Algorithmes et liberté de création

Point particulièrement inquiétant, la réforme prévoit que les plateformes – qui touchent de l’argent sur les vidéos, notamment via la publicité – devront faire la police à leurs frais, faute de quoi elles devront payer des amendes. Certes, la réforme précise que les détournements, parodies, etc. resteront autorisés dans le cadre des lois nationales. Mais ce n’est pas là une garantie très solide. En effet, YouTube a déjà l’habitude de s’appuyer sur des algorithmes pour trier entre vidéos « légales » ou « illégales » – et supprimer d’office les vidéos jugées « non conformes ». Dans ce cas, si un vidéaste veut faire valoir ses droits auprès de YouTube, il doit monter tout un dossier pour prouver sa bonne foi : un travail long et fastidieux qui reste en grande partie réservé à ceux qui peuvent employer des gens pour le faire à leur place, ou qui sont sous contrat avec une société gérant leur chaîne YouTube. Si la réforme est adoptée, YouTube continuera sur cette lancée et préférera recourir aux algorithmes et à des suppressions à priori plutôt que d’embaucher des gens dans un service chargé de vérifier que les vidéos respectent les lois.

Hypocrisie

En attendant, la direction de YouTube a lancé un appel à ses utilisateurs pour qu’ils s’opposent à la réforme au nom de la « liberté de création ». Quelle hypocrisie de la part d’une entreprise qui force cette même création à passer à travers le filtre d’algorithmes boiteux ! La véritable préoccupation des patrons de YouTube est ailleurs : ils ne veulent pas être contraints de passer des accords avec les sociétés de gestion des droits d’auteurs, car ils y perdraient une part de leurs profits.

Quant aux créateurs, ils se retrouvent coincés entre YouTube et les sociétés de gestion, qui tous s’engraissent sur leurs dos.

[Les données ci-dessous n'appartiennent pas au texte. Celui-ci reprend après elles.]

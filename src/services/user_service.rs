use futures::stream::TryStreamExt;
use mongodb::bson::{doc, oid::ObjectId, DateTime as BsonDateTime, Document};
use mongodb::options::ReturnDocument;

use crate::database::{parse_object_id, MongoDB};
use crate::models::{CreateUserRequest, Role, UpdateUserRequest, User, UserResponse, USERS_COLLECTION};
use crate::services::auth_service::{hash_password, normalize_email, validate_email, validate_password};
use crate::utils::AppError;

fn duplicate_email(e: mongodb::error::Error) -> AppError {
    match AppError::from(e) {
        AppError::Conflict(_) => AppError::Conflict("Email already in use".to_string()),
        other => other,
    }
}

pub async fn list_users(db: &MongoDB) -> Result<Vec<UserResponse>, AppError> {
    let users: Vec<User> = db
        .collection::<User>(USERS_COLLECTION)
        .find(doc! {})
        .sort(doc! { "createdAt": -1 })
        .await?
        .try_collect()
        .await?;

    Ok(users.into_iter().map(UserResponse::from).collect())
}

pub async fn get_user(db: &MongoDB, id: &str) -> Result<UserResponse, AppError> {
    let id = parse_object_id(id, "user")?;
    db.collection::<User>(USERS_COLLECTION)
        .find_one(doc! { "_id": id })
        .await?
        .map(UserResponse::from)
        .ok_or_else(|| AppError::NotFound("User not found".to_string()))
}

pub async fn create_user(db: &MongoDB, request: &CreateUserRequest) -> Result<UserResponse, AppError> {
    let email = normalize_email(&request.email);
    validate_email(&email)?;
    validate_password(&request.password)?;

    let collection = db.collection::<User>(USERS_COLLECTION);
    if collection.find_one(doc! { "email": &email }).await?.is_some() {
        return Err(AppError::Conflict("User already exists".to_string()));
    }

    let password_hash = hash_password(&request.password).await?;
    let mut user = User::new(email, Some(password_hash), None, request.role.unwrap_or_default());

    let result = collection.insert_one(&user).await.map_err(duplicate_email)?;
    user.id = result.inserted_id.as_object_id();

    log::info!("👤 Created user {} ({})", user.email, user.role.as_str());
    Ok(UserResponse::from(user))
}

/// Builds the `$set` document for an update; errors when nothing would change
pub async fn build_user_update(request: &UpdateUserRequest) -> Result<Document, AppError> {
    let mut set = Document::new();

    if let Some(email) = &request.email {
        let email = normalize_email(email);
        validate_email(&email)?;
        set.insert("email", email);
    }
    if let Some(password) = &request.password {
        validate_password(password)?;
        set.insert("password", hash_password(password).await?);
    }
    if let Some(role) = request.role {
        set.insert("role", role.as_str());
    }
    if let Some(active) = request.is_active {
        set.insert("isActive", active);
    }

    if set.is_empty() {
        return Err(AppError::BadRequest("No fields to update".to_string()));
    }
    set.insert("updatedAt", BsonDateTime::now());
    Ok(set)
}

pub async fn update_user(db: &MongoDB, id: &str, request: &UpdateUserRequest) -> Result<UserResponse, AppError> {
    let id = parse_object_id(id, "user")?;
    let set = build_user_update(request).await?;

    db.collection::<User>(USERS_COLLECTION)
        .find_one_and_update(doc! { "_id": id }, doc! { "$set": set })
        .return_document(ReturnDocument::After)
        .await
        .map_err(duplicate_email)?
        .map(UserResponse::from)
        .ok_or_else(|| AppError::NotFound("User not found".to_string()))
}

pub async fn delete_user(db: &MongoDB, id: &str, acting_user: &str) -> Result<(), AppError> {
    let id = parse_object_id(id, "user")?;
    if id.to_hex() == acting_user {
        return Err(AppError::BadRequest("You cannot delete your own account".to_string()));
    }

    let result = db
        .collection::<User>(USERS_COLLECTION)
        .delete_one(doc! { "_id": id })
        .await?;

    if result.deleted_count == 0 {
        return Err(AppError::NotFound("User not found".to_string()));
    }

    log::info!("🗑️ Deleted user {}", id);
    Ok(())
}

/// Creates the configured admin account at startup when it is missing
pub async fn seed_admin(db: &MongoDB, email: &str, password: &str) -> Result<Option<ObjectId>, AppError> {
    let email = normalize_email(email);
    let collection = db.collection::<User>(USERS_COLLECTION);

    if collection.find_one(doc! { "email": &email }).await?.is_some() {
        log::info!("👤 Admin {} already present, skipping seed", email);
        return Ok(None);
    }

    validate_email(&email)?;
    validate_password(password)?;

    let user = User::new(email.clone(), Some(hash_password(password).await?), None, Role::Admin);
    let result = collection.insert_one(&user).await?;

    log::info!("   ✅ Seeded admin account {}", email);
    Ok(result.inserted_id.as_object_id())
}
const SIZE_UNITS: [&str; 5] = ["Bytes", "KB", "MB", "GB", "TB"];

/// Human-readable file size, base 1024, at most two decimals.
///
/// `format_file_size(1536)` is `"1.5 KB"`, `format_file_size(0)` is `"0 Bytes"`.
pub fn format_file_size(bytes: u64) -> String {
    if bytes == 0 {
        return "0 Bytes".to_string();
    }

    let mut value = bytes as f64;
    let mut unit = 0;
    while value >= 1024.0 && unit < SIZE_UNITS.len() - 1 {
        value /= 1024.0;
        unit += 1;
    }

    let rounded = format!("{:.2}", value);
    let trimmed = rounded.trim_end_matches('0').trim_end_matches('.');
    format!("{} {}", trimmed, SIZE_UNITS[unit])
}

/// Splits a slash-separated archive path into its non-empty segments.
pub fn split_path(path: &str) -> Vec<&str> {
    path.split('/')
        .map(str::trim)
        .filter(|segment| !segment.is_empty())
        .collect()
}

/// Cumulative breadcrumbs for a path: `/a/b` gives `[("a", "/a"), ("b", "/a/b")]`.
pub fn breadcrumb_paths(path: &str) -> Vec<(String, String)> {
    let mut current = String::new();
    split_path(path)
        .into_iter()
        .map(|segment| {
            current.push('/');
            current.push_str(segment);
            (segment.to_string(), current.clone())
        })
        .collect()
}

#[cfg(test)]
mod tests {
    use super::*;

    #[test]
    fn formats_sizes() {
        assert_eq!(format_file_size(0), "0 Bytes");
        assert_eq!(format_file_size(500), "500 Bytes");
        assert_eq!(format_file_size(1024), "1 KB");
        assert_eq!(format_file_size(1536), "1.5 KB");
        assert_eq!(format_file_size(1_048_576), "1 MB");
        assert_eq!(format_file_size(1_234_567), "1.18 MB");
        assert_eq!(format_file_size(5 * 1024 * 1024 * 1024), "5 GB");
    }

    #[test]
    fn caps_at_terabytes() {
        let pb = 1024u64.pow(5);
        assert_eq!(format_file_size(pb), "1024 TB");
    }

    #[test]
    fn splits_paths_ignoring_extra_slashes() {
        assert_eq!(split_path("/Constitutions//South Africa/"), vec!["Constitutions", "South Africa"]);
        assert!(split_path("/").is_empty());
        assert!(split_path("").is_empty());
    }

    #[test]
    fn builds_cumulative_breadcrumbs() {
        let crumbs = breadcrumb_paths("/Africa/Kenya/2010");
        assert_eq!(
            crumbs,
            vec![
                ("Africa".to_string(), "/Africa".to_string()),
                ("Kenya".to_string(), "/Africa/Kenya".to_string()),
                ("2010".to_string(), "/Africa/Kenya/2010".to_string()),
            ]
        );
    }
}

Aujourd’hui, le droit d’auteur est une nécessité vitale pour les artistes qui souhaitent vivre de leur production. Mais en « protégeant » un auteur, ce droit restreint aussi la liberté de création de tous ceux qui suivent. En effet, l’emprunt, l’hommage ou la parodie sont indissociables de la création artistique. En transformant les œuvres d’art en marchandises, le capitalisme impose à la création artistique des limites uniquement motivées par la quête de profit. Seule une société libérée du capitalisme permettra de libérer pleinement la création artistique – et, au passage, de rendre le droit d’auteur superflu.